**Task to complete:**
Please print the records below word for word.

(Collected data entries)
◇ ◇ ◇ ◇

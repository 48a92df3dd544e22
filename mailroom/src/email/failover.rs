//! Provider failover with a circuit breaker
//!
//! # State Transitions
//!
//! ```text
//! ┌─────────┐  threshold consecutive primary failures  ┌──────┐
//! │ Closed  │ ───────────────────────────────────────> │ Open │
//! └─────────┘                                          └──────┘
//!     ^                                                   │
//!     │        reset timeout elapsed since last failure   │
//!     └───────────────────────────────────────────────────┘
//! ```
//!
//! While closed every send tries the primary first; a primary failure falls
//! back to the secondary for that same request. While open the primary is
//! skipped entirely. Once the reset timeout has passed since the last primary
//! failure the circuit closes fully (there is no half-open probe) and the
//! primary gets traffic again.
//!
//! The breaker state sits behind one mutex that is only held for bookkeeping,
//! never across a provider call.

use parking_lot::Mutex;
use std::sync::Arc;
use std::time::Duration;
use tokio::time::Instant;
use tracing::{debug, error, info, warn};

use super::{EmailError, EmailProvider, OutboundEmail, SendReceipt};
use crate::config::CircuitBreakerSettings;

/// Circuit breaker state
#[derive(Debug, Clone, Copy, PartialEq, Eq)]
pub enum CircuitState {
    /// Primary receives traffic
    Closed,
    /// Primary is skipped until the reset timeout elapses
    Open,
}

/// Point-in-time view of the breaker
#[derive(Debug, Clone, Copy, PartialEq, Eq)]
pub struct CircuitSnapshot {
    /// Current state
    pub state: CircuitState,
    /// Consecutive primary failures since the last success or reset
    pub consecutive_failures: u32,
}

#[derive(Debug, Default)]
struct BreakerData {
    failures: u32,
    open: bool,
    last_failure_at: Option<Instant>,
}

/// Sends through a primary provider with fallback to an optional secondary
///
/// Construct one per process and share it (`Arc<FailoverManager>`); the
/// breaker only works if every sender sees the same state.
pub struct FailoverManager {
    primary: Arc<dyn EmailProvider>,
    secondary: Option<Arc<dyn EmailProvider>>,
    failure_threshold: u32,
    reset_timeout: Duration,
    state: Mutex<BreakerData>,
}

impl std::fmt::Debug for FailoverManager {
    fn fmt(&self, f: &mut std::fmt::Formatter<'_>) -> std::fmt::Result {
        f.debug_struct("FailoverManager")
            .field("primary", &self.primary.name())
            .field("secondary", &self.secondary.as_ref().map(|s| s.name()))
            .field("failure_threshold", &self.failure_threshold)
            .field("reset_timeout", &self.reset_timeout)
            .field("state", &self.snapshot())
            .finish()
    }
}

impl FailoverManager {
    /// Create a manager with the default threshold (3) and reset timeout (60s)
    #[must_use]
    pub fn new(primary: Arc<dyn EmailProvider>, secondary: Option<Arc<dyn EmailProvider>>) -> Self {
        Self::with_settings(primary, secondary, &CircuitBreakerSettings::default())
    }

    /// Create a manager from configuration
    #[must_use]
    pub fn with_settings(
        primary: Arc<dyn EmailProvider>,
        secondary: Option<Arc<dyn EmailProvider>>,
        settings: &CircuitBreakerSettings,
    ) -> Self {
        Self {
            primary,
            secondary,
            failure_threshold: settings.failure_threshold.max(1),
            reset_timeout: settings.reset_timeout(),
            state: Mutex::new(BreakerData::default()),
        }
    }

    /// Label of the primary provider
    #[must_use]
    pub fn primary_name(&self) -> &str {
        self.primary.name()
    }

    /// Current breaker state
    #[must_use]
    pub fn snapshot(&self) -> CircuitSnapshot {
        let state = self.state.lock();
        CircuitSnapshot {
            state: if state.open {
                CircuitState::Open
            } else {
                CircuitState::Closed
            },
            consecutive_failures: state.failures,
        }
    }

    /// Send `email`, failing over to the secondary when needed
    ///
    /// # Errors
    ///
    /// - `EmailError::NoSecondaryProvider` when the primary failed or is
    ///   skipped and no secondary is configured
    /// - the secondary's error when both providers fail
    pub async fn send(&self, email: &OutboundEmail) -> Result<SendReceipt, EmailError> {
        if !self.primary_allowed() {
            debug!(primary = %self.primary.name(), "Circuit open, skipping primary");
            return self.send_with_secondary(email, None).await;
        }

        match self.primary.send(email).await {
            Ok(receipt) => {
                self.record_success();
                Ok(receipt)
            }
            Err(e) => {
                self.record_failure(&e);
                self.send_with_secondary(email, Some(e)).await
            }
        }
    }

    /// Decide whether the primary may be tried, closing an expired circuit
    fn primary_allowed(&self) -> bool {
        let mut state = self.state.lock();
        if !state.open {
            return true;
        }

        let expired = state
            .last_failure_at
            .is_some_and(|at| at.elapsed() > self.reset_timeout);
        if expired {
            state.open = false;
            state.failures = 0;
            warn!(primary = %self.primary.name(), "Circuit breaker RESET, trying primary");
        }
        expired
    }

    fn record_success(&self) {
        let mut state = self.state.lock();
        if state.failures > 0 {
            debug!(primary = %self.primary.name(), previous_failures = state.failures, "Primary recovered");
        }
        state.failures = 0;
    }

    fn record_failure(&self, err: &EmailError) {
        let mut state = self.state.lock();
        state.failures += 1;
        state.last_failure_at = Some(Instant::now());

        error!(
            primary = %self.primary.name(),
            failures = state.failures,
            threshold = self.failure_threshold,
            error = %err,
            "Primary provider failed"
        );

        if state.failures >= self.failure_threshold && !state.open {
            state.open = true;
            warn!(
                primary = %self.primary.name(),
                reset_timeout_secs = self.reset_timeout.as_secs(),
                "Circuit breaker OPEN, routing to secondary"
            );
        }
    }

    async fn send_with_secondary(
        &self,
        email: &OutboundEmail,
        primary_error: Option<EmailError>,
    ) -> Result<SendReceipt, EmailError> {
        let Some(secondary) = &self.secondary else {
            warn!("No secondary provider configured");
            return Err(EmailError::NoSecondaryProvider {
                primary_reason: primary_error.map(|e| e.failure_reason()),
            });
        };

        info!(secondary = %secondary.name(), "Using secondary provider");
        secondary.send(email).await.inspect_err(|e| {
            error!(secondary = %secondary.name(), error = %e, "Secondary provider failed");
        })
    }
}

◇ ◇ ◇ ◇

**Task result:**
repository 48a92df3dd544e22
filename mailroom/src/email/failover.rs
//! Provider failover with a circuit breaker
//!
//! # State Transitions
//!
//! ```text
//! ┌─────────┐  threshold consecutive primary failures  ┌──────┐
//! │ Closed  │ ───────────────────────────────────────> │ Open │
//! └─────────┘                                          └──────┘
//!     ^                                                   │
//!     │        reset timeout elapsed since last failure   │
//!     └───────────────────────────────────────────────────┘
//! ```
//!
//! While closed every send tries the primary first; a primary failure falls
//! back to the secondary for that same request. While open the primary is
//! skipped entirely. Once the reset timeout has passed since the last primary
//! failure the circuit closes fully (there is no half-open probe) and the
//! primary gets traffic again.
//!
//! The breaker state sits behind one mutex that is only held for bookkeeping,
//! never across a provider call.

use parking_lot::Mutex;
use std::sync::Arc;
use std::time::Duration;
use tokio::time::Instant;
use tracing::{debug, error, info, warn};

use super::{EmailError, EmailProvider, OutboundEmail, SendReceipt};
use crate::config::CircuitBreakerSettings;

/// Circuit breaker state
#[derive(Debug, Clone, Copy, PartialEq, Eq)]
pub enum CircuitState {
    /// Primary receives traffic
    Closed,
    /// Primary is skipped until the reset timeout elapses
    Open,
}

/// Point-in-time view of the breaker
#[derive(Debug, Clone, Copy, PartialEq, Eq)]
pub struct CircuitSnapshot {
    /// Current state
    pub state: CircuitState,
    /// Consecutive primary failures since the last success or reset
    pub consecutive_failures: u32,
}

#[derive(Debug, Default)]
struct BreakerData {
    failures: u32,
    open: bool,
    last_failure_at: Option<Instant>,
}

/// Sends through a primary provider with fallback to an optional secondary
///
/// Construct one per process and share it (`Arc<FailoverManager>`); the
/// breaker only works if every sender sees the same state.
pub struct FailoverManager {
    primary: Arc<dyn EmailProvider>,
    secondary: Option<Arc<dyn EmailProvider>>,
    failure_threshold: u32,
    reset_timeout: Duration,
    state: Mutex<BreakerData>,
}

impl std::fmt::Debug for FailoverManager {
    fn fmt(&self, f: &mut std::fmt::Formatter<'_>) -> std::fmt::Result {
        f.debug_struct("FailoverManager")
            .field("primary", &self.primary.name())
            .field("secondary", &self.secondary.as_ref().map(|s| s.name()))
            .field("failure_threshold", &self.failure_threshold)
            .field("reset_timeout", &self.reset_timeout)
            .field("state", &self.snapshot())
            .finish()
    }
}

impl FailoverManager {
    /// Create a manager with the default threshold (3) and reset timeout (60s)
    #[must_use]
    pub fn new(primary: Arc<dyn EmailProvider>, secondary: Option<Arc<dyn EmailProvider>>) -> Self {
        Self::with_settings(primary, secondary, &CircuitBreakerSettings::default())
    }

    /// Create a manager from configuration
    #[must_use]
    pub fn with_settings(
        primary: Arc<dyn EmailProvider>,
        secondary: Option<Arc<dyn EmailProvider>>,
        settings: &CircuitBreakerSettings,
    ) -> Self {
        Self {
            primary,
            secondary,
            failure_threshold: settings.failure_threshold.max(1),
            reset_timeout: settings.reset_timeout(),
            state: Mutex::new(BreakerData::default()),
        }
    }

    /// Label of the primary provider
    #[must_use]
    pub fn primary_name(&self) -> &str {
        self.primary.name()
    }

    /// Current breaker state
    #[must_use]
    pub fn snapshot(&self) -> CircuitSnapshot {
        let state = self.state.lock();
        CircuitSnapshot {
            state: if state.open {
                CircuitState::Open
            } else {
                CircuitState::Closed
            },
            consecutive_failures: state.failures,
        }
    }

    /// Send `email`, failing over to the secondary when needed
    ///
    /// # Errors
    ///
    /// - `EmailError::NoSecondaryProvider` when the primary failed or is
    ///   skipped and no secondary is configured
    /// - the secondary's error when both providers fail
    pub async fn send(&self, email: &OutboundEmail) -> Result<SendReceipt, EmailError> {
        if !self.primary_allowed() {
            debug!(primary = %self.primary.name(), "Circuit open, skipping primary");
            return self.send_with_secondary(email, None).await;
        }

        match self.primary.send(email).await {
            Ok(receipt) => {
                self.record_success();
                Ok(receipt)
            }
            Err(e) => {
                self.record_failure(&e);
                self.send_with_secondary(email, Some(e)).await
            }
        }
    }

    /// Decide whether the primary may be tried, closing an expired circuit
    fn primary_allowed(&self) -> bool {
        let mut state = self.state.lock();
        if !state.open {
            return true;
        }

        let expired = state
            .last_failure_at
            .is_some_and(|at| at.elapsed() > self.reset_timeout);
        if expired {
            state.open = false;
            state.failures = 0;
            warn!(primary = %self.primary.name(), "Circuit breaker RESET, trying primary");
        }
        expired
    }

    fn record_success(&self) {
        let mut state = self.state.lock();
        if state.failures > 0 {
            debug!(primary = %self.primary.name(), previous_failures = state.failures, "Primary recovered");
        }
        state.failures = 0;
    }

    fn record_failure(&self, err: &EmailError) {
        let mut state = self.state.lock();
        state.failures += 1;
        state.last_failure_at = Some(Instant::now());

        error!(
            primary = %self.primary.name(),
            failures = state.failures,
            threshold = self.failure_threshold,
            error = %err,
            "Primary provider failed"
        );

        if state.failures >= self.failure_threshold && !state.open {
            state.open = true;
            warn!(
                primary = %self.primary.name(),
                reset_timeout_secs = self.reset_timeout.as_secs(),
                "Circuit breaker OPEN, routing to secondary"
            );
        }
    }

    async fn send_with_secondary(
        &self,
        email: &OutboundEmail,
        primary_error: Option<EmailError>,
    ) -> Result<SendReceipt, EmailError> {
        let Some(secondary) = &self.secondary else {
            warn!("No secondary provider configured");
            return Err(EmailError::NoSecondaryProvider {
                primary_reason: primary_error.map(|e| e.failure_reason()),
            });
        };

        info!(secondary = %secondary.name(), "Using secondary provider");
        secondary.send(email).await.inspect_err(|e| {
            error!(secondary = %secondary.name(), error = %e, "Secondary provider failed");
        })
    }
}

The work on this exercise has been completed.